Hervey Bay set for a whale of a season
The whales are back on the Fraser Coast. And this year could be the biggest season yet.
The 2022 whale watching season has opened in Hervey Bay, where 40,000 humpback whales are expected to migrate along the Queensland coast over the coming months.
Fraser Coast Tourism and Events Chief Executive Officer Martin Simons said the first commercial whale watching tours from boats in Australia began in Hervey Bay in 1987 and the region was instrumental in setting up a sustainable code for whale-human interactions, since copied around the world.
“The whale watching experience in Hervey Bay is different from all other areas of Australia because the whales come into the warm, shallow waters of the Bay to rest and recuperate on their journey from the Antarctic to the northern tropics – the largest mammal migration in the world.
“Here the whales are relaxed, and the mothers take time to train their calves, sometimes pushing them right up to boats. The whales are as interested in the boats as people are in them,” Mr Simons said.

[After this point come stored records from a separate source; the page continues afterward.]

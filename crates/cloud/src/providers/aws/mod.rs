//! AWS (Amazon Web Services) compute provider.
//!
//! Implements the [`ComputeProvider`](super::ComputeProvider) trait for EC2.
//!
//! ## API calls
//!
//! - **DescribeInstanceStatus** - lifecycle state of a single instance
//! - **RebootInstances** - asynchronous reboot request
//!
//! Requests are sent to `https://ec2.{region}.amazonaws.com` unless an
//! endpoint override is configured (`AWS_ENDPOINT_URL`), which is how local
//! emulators and signing proxies are wired in.

mod client;
mod models;

pub use client::Ec2;
pub use models::*;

From 2016 to 2019, Research Australia figures show that on average about 88,000 domestic overnight visitors went whale watching annually in Queensland.
Nearly one-third of those went whale-watching on the Fraser Coast in the prime season between July and October – making the Fraser Coast the biggest whale watching region in the state.
Humpback whales travel over 10,000km on their yearly return migration from their feeding grounds of the cold Antarctic waters to their breeding and calving grounds on the Great Barrier Reef.
On their journey, scientific studies over 30 years have proven that a large percentage of the migrating whales linger for up to two weeks in the calm waters and secure shelter of Hervey Bay.